-- REQUIRED ACTION --
Please output exactly the part of the records below that opens with the line containing "width in pixels." and closes with the line containing "let content = std::fs::read_to_string(path)?;", both lines included, and nothing else.

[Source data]
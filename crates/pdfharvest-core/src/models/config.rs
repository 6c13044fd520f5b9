//! Configuration structures for the extraction pipeline.

use serde::{Deserialize, Serialize};

use crate::extraction::PatternSetDef;
use crate::models::record::DocumentType;

/// Main configuration for a pdfharvest run.
#[derive(Debug, Clone, Default, Serialize, Deserialize)]
#[serde(default)]
pub struct HarvestConfig {
    /// Field extraction configuration.
    pub extraction: ExtractionConfig,

    /// Aggregation and anomaly detection configuration.
    pub analysis: AnalysisConfig,

    /// Output target configuration.
    pub output: OutputConfig,
}

/// Field extraction configuration.
#[derive(Debug, Clone, Serialize, Deserialize)]
#[serde(default)]
pub struct ExtractionConfig {
    /// chrono format strings tried in order when reading dates.
    pub date_formats: Vec<String>,

    /// Replacement pattern set for invoices.
    #[serde(skip_serializing_if = "Option::is_none")]
    pub invoice_patterns: Option<PatternSetDef>,

    /// Replacement pattern set for reports.
    #[serde(skip_serializing_if = "Option::is_none")]
    pub report_patterns: Option<PatternSetDef>,
}

impl Default for ExtractionConfig {
    fn default() -> Self {
        Self {
            date_formats: default_date_formats(),
            invoice_patterns: None,
            report_patterns: None,
        }
    }
}

impl ExtractionConfig {
    /// Pattern set definition for a document type: the custom one if
    /// configured, the built-in one otherwise.
    pub fn pattern_set(&self, document_type: DocumentType) -> PatternSetDef {
        let custom = match document_type {
            DocumentType::Invoice => self.invoice_patterns.as_ref(),
            DocumentType::Report => self.report_patterns.as_ref(),
        };
        custom
            .cloned()
            .unwrap_or_else(|| document_type.default_pattern_set())
    }
}

/// Month-first numeric formats come before day-first ones; four-digit years
/// come before two-digit ones.
pub fn default_date_formats() -> Vec<String> {
    [
        "%m/%d/%Y", "%d/%m/%Y", "%m-%d-%Y", "%d-%m-%Y", "%m.%d.%Y", "%d.%m.%Y",
        "%Y-%m-%d", "%Y/%m/%d", "%B %d, %Y", "%b %d, %Y", "%d %B %Y", "%d %b %Y",
        "%m/%d/%y", "%d/%m/%y", "%m-%d-%y", "%d-%m-%y", "%m.%d.%y", "%d.%m.%y",
    ]
    .iter()
    .map(|s| s.to_string())
    .collect()
}

/// Aggregation configuration.
#[derive(Debug, Clone, Serialize, Deserialize)]
#[serde(default)]
pub struct AnalysisConfig {
    /// Deviation from the mean, in standard deviations, that flags an anomaly.
    pub anomaly_threshold: f64,

    /// Grouping keys for invoices, outermost first.
    pub invoice_group_by: Vec<String>,

    /// Grouping keys for reports, outermost first.
    pub report_group_by: Vec<String>,

    /// Compute monthly trends when the schema has a date field.
    pub trends: bool,

    /// Date field used for trends (default: first date field).
    #[serde(skip_serializing_if = "Option::is_none")]
    pub trend_field: Option<String>,
}

impl Default for AnalysisConfig {
    fn default() -> Self {
        Self {
            anomaly_threshold: 2.0,
            invoice_group_by: vec!["vendor".to_string()],
            report_group_by: Vec::new(),
            trends: true,
            trend_field: None,
        }
    }
}

impl AnalysisConfig {
    /// Grouping keys for a document type.
    pub fn group_by(&self, document_type: DocumentType) -> &[String] {
        match document_type {
            DocumentType::Invoice => &self.invoice_group_by,
            DocumentType::Report => &self.report_group_by,
        }
    }

    /// Set the grouping keys for a document type.
    pub fn set_group_by(&mut self, document_type: DocumentType, keys: Vec<String>) {
        match document_type {
            DocumentType::Invoice => self.invoice_group_by = keys,
            DocumentType::Report => self.report_group_by = keys,
        }
    }
}

/// Output target configuration.
#[derive(Debug, Clone, Serialize, Deserialize)]
#[serde(default)]
pub struct OutputConfig {
    /// Write `records.csv`.
    pub csv: bool,

    /// Write `records.xlsx`.
    pub xlsx: bool,

    /// Write `data.json` and `analysis.json`.
    pub json: bool,

    /// Render charts into `charts/`.
    pub charts: bool,

    /// Chart width in pixels.
    pub chart_width: u32,

    /// Chart height in pixels.
    pub chart_height: u32,
}

impl Default for OutputConfig {
    fn default() -> Self {
        Self {
            csv: true,
            xlsx: true,
            json: true,
            charts: true,
            chart_width: 1000,
            chart_height: 600,
        }
    }
}

impl HarvestConfig {
    /// Load configuration from a JSON file.
    pub fn from_file(path: &std::path::Path) -> Result<Self, std::io::Error> {
        let content = std::fs::read_to_string(path)?;
        serde_json::from_str(&content).map_err(|e| {
            std::io::Error::new(std::io::ErrorKind::InvalidData, e.to_string())
        })
    }

    /// Save configuration to a JSON file.
    pub fn save(&self, path: &std::path::Path) -> Result<(), std::io::Error> {
        let content = serde_json::to_string_pretty(self).map_err(|e| {
            std::io::Error::new(std::io::ErrorKind::InvalidData, e.to_string())
        })?;
        std::fs::write(path, content)
    }
}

-- TASK RESULT --
    /// Chart width in pixels.
    pub chart_width: u32,

    /// Chart height in pixels.
    pub chart_height: u32,
}

impl Default for OutputConfig {
    fn default() -> Self {
        Self {
            csv: true,
            xlsx: true,
            json: true,
            charts: true,
            chart_width: 1000,
            chart_height: 600,
        }
    }
}

impl HarvestConfig {
    /// Load configuration from a JSON file.
    pub fn from_file(path: &std::path::Path) -> Result<Self, std::io::Error> {
        let content = std::fs::read_to_string(path)?;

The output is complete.